> _Aim of the task_:
Up to and including the line with "#[derive(Clone, Debug, Default, Serialize)]", copy the records below exactly from their first line.

> _Data to use_:
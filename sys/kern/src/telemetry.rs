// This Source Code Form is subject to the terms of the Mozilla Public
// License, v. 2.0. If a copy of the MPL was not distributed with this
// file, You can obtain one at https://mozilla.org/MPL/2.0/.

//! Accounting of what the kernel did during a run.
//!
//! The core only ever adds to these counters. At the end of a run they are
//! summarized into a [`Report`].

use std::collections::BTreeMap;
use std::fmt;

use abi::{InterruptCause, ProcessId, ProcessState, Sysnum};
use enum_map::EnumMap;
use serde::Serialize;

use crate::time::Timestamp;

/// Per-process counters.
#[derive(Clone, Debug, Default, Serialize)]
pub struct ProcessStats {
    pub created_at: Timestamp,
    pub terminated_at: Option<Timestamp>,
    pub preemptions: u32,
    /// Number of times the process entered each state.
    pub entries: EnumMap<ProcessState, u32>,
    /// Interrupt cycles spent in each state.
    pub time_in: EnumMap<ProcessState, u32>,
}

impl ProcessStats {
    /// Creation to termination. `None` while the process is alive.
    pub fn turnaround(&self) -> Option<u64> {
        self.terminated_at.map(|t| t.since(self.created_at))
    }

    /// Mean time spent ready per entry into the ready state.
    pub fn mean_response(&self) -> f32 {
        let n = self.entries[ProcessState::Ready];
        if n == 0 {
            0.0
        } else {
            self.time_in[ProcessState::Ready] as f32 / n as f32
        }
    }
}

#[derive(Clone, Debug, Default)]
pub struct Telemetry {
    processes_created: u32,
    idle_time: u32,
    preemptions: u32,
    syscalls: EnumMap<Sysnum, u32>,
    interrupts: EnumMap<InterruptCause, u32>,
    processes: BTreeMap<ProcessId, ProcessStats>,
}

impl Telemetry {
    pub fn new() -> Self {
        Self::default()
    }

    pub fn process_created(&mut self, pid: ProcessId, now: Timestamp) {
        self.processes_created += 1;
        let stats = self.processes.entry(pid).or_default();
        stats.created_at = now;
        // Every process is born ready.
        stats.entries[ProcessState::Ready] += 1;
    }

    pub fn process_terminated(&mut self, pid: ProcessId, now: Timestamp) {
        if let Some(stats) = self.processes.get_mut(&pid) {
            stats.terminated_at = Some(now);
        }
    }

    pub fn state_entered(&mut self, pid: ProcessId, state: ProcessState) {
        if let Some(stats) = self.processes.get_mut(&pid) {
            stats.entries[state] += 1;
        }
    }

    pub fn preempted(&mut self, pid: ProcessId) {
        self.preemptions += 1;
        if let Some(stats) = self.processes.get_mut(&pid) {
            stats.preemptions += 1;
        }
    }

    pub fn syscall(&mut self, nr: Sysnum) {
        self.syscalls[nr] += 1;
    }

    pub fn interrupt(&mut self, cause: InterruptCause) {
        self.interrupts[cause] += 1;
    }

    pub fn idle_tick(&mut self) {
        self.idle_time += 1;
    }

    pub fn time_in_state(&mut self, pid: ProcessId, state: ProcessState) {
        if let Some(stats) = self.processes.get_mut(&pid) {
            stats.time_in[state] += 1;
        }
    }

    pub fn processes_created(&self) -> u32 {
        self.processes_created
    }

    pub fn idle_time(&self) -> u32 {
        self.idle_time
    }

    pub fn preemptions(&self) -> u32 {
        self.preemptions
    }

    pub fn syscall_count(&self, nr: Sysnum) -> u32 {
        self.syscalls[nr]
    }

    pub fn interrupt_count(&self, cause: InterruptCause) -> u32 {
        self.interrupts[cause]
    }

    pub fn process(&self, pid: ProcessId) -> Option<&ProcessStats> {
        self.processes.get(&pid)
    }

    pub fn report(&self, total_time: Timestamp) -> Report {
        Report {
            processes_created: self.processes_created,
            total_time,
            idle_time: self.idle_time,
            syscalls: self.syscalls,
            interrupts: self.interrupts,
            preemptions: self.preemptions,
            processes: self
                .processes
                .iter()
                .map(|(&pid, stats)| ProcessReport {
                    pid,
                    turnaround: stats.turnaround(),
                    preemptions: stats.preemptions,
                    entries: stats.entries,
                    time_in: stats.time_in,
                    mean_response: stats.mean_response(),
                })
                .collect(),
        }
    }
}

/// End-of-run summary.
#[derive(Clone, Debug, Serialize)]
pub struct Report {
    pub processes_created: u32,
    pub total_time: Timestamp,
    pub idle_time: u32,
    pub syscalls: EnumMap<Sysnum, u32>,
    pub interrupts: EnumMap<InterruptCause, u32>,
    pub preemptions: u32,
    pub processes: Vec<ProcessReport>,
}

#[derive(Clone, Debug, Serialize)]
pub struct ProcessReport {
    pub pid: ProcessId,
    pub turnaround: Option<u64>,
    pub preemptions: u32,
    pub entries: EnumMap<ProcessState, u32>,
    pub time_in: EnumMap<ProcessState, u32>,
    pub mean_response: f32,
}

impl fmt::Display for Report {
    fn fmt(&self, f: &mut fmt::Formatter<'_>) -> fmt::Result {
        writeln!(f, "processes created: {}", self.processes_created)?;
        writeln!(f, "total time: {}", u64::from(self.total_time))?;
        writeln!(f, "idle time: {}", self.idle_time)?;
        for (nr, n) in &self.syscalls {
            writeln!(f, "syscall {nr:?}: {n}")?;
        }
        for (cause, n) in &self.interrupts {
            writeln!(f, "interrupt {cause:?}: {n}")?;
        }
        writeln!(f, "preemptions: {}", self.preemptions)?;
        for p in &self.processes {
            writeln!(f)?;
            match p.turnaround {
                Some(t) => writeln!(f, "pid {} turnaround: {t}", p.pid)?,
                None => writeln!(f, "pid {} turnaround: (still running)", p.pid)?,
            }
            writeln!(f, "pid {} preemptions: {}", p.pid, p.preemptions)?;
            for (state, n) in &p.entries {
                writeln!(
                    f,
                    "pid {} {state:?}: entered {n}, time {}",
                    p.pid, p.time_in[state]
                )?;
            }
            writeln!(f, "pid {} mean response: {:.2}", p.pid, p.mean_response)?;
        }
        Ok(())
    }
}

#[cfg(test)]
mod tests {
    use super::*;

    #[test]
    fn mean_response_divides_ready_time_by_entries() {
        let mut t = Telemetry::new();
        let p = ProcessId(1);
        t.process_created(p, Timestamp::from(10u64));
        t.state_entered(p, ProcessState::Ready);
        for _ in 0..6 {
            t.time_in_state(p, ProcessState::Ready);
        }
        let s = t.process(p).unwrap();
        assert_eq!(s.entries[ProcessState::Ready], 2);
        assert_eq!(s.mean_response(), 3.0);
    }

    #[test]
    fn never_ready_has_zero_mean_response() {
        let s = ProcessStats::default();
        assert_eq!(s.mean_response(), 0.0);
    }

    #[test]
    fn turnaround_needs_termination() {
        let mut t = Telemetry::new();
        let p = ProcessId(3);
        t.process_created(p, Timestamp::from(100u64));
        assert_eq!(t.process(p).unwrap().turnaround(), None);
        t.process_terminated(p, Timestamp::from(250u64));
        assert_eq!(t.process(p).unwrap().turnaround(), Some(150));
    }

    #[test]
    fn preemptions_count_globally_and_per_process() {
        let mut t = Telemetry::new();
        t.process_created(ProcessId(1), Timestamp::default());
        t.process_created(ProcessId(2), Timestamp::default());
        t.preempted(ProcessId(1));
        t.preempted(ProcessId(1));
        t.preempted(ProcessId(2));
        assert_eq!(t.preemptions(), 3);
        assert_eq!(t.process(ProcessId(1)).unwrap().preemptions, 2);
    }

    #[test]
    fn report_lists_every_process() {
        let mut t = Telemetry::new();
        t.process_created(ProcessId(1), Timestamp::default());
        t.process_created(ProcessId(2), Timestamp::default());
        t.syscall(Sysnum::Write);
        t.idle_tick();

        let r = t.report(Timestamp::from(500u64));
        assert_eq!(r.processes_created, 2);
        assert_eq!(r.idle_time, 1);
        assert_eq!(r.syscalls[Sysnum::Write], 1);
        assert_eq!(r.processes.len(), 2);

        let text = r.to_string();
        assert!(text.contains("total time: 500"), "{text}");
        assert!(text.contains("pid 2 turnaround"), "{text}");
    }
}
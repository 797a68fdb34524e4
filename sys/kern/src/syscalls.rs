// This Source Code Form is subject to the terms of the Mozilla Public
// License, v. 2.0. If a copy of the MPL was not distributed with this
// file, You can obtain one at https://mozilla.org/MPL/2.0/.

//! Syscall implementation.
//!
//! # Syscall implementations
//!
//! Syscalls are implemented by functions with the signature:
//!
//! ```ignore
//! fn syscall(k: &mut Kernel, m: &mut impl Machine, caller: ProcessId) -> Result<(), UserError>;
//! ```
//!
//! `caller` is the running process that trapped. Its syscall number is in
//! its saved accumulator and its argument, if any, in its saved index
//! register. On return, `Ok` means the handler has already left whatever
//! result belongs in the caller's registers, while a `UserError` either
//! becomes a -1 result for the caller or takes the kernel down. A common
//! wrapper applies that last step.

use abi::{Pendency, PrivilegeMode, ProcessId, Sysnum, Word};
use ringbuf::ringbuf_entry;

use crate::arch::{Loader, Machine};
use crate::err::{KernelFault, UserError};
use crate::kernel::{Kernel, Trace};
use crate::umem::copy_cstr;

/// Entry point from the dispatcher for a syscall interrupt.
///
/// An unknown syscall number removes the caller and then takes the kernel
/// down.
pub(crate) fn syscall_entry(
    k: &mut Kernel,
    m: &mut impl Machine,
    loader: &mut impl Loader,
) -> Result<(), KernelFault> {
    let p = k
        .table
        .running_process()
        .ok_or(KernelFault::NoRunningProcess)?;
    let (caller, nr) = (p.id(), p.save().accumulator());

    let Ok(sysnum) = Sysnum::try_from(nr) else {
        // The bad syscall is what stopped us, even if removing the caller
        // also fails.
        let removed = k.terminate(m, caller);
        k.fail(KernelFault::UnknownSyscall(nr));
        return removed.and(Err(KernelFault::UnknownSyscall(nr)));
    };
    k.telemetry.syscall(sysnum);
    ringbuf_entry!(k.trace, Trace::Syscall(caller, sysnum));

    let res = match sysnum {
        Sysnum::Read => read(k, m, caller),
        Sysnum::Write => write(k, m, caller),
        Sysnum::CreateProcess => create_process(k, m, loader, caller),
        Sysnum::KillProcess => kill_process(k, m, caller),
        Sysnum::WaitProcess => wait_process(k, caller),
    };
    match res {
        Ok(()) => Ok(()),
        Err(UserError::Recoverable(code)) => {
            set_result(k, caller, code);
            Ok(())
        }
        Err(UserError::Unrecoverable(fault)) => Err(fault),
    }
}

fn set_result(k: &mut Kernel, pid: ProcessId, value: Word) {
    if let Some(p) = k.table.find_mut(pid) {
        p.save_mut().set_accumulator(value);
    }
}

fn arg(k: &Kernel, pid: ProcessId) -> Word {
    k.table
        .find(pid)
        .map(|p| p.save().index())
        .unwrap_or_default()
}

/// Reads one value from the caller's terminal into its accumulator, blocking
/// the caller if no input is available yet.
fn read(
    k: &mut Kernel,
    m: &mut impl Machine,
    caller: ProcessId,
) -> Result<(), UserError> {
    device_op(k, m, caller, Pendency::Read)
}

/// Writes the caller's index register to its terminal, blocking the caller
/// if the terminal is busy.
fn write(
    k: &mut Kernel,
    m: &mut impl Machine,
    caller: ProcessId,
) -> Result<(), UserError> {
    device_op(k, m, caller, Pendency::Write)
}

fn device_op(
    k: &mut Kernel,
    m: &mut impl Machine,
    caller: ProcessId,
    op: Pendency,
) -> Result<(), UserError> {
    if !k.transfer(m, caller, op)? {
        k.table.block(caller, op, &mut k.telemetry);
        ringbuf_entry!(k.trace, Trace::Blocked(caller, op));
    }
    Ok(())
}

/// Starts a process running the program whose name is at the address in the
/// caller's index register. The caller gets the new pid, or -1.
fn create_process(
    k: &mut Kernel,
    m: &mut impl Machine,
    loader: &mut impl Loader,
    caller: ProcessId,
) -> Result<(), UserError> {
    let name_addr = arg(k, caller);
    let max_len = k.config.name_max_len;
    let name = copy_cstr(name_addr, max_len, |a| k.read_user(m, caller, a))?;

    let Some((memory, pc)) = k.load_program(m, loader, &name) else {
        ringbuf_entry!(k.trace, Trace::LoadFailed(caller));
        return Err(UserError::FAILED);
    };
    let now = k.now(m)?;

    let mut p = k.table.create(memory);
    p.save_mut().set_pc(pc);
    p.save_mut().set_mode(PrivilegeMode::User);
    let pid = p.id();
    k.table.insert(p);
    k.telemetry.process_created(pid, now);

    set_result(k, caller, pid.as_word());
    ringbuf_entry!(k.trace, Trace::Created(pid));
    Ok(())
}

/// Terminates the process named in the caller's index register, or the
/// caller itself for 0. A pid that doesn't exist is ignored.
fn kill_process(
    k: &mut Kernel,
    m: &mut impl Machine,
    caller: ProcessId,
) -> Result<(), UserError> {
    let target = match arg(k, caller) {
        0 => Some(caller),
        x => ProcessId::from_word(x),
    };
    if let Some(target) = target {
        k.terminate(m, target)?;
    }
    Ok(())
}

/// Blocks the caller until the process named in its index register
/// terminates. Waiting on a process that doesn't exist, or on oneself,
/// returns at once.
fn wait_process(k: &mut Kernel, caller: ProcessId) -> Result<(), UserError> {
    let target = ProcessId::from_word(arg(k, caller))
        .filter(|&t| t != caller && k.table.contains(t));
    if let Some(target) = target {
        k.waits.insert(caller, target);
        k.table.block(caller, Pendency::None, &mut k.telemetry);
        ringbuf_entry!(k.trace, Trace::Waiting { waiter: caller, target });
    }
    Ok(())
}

> _Written answer_:
filename sys/kern/src/telemetry.rs
// This Source Code Form is subject to the terms of the Mozilla Public
// License, v. 2.0. If a copy of the MPL was not distributed with this
// file, You can obtain one at https://mozilla.org/MPL/2.0/.

//! Accounting of what the kernel did during a run.
//!
//! The core only ever adds to these counters. At the end of a run they are
//! summarized into a [`Report`].

use std::collections::BTreeMap;
use std::fmt;

use abi::{InterruptCause, ProcessId, ProcessState, Sysnum};
use enum_map::EnumMap;
use serde::Serialize;

use crate::time::Timestamp;

/// Per-process counters.
#[derive(Clone, Debug, Default, Serialize)]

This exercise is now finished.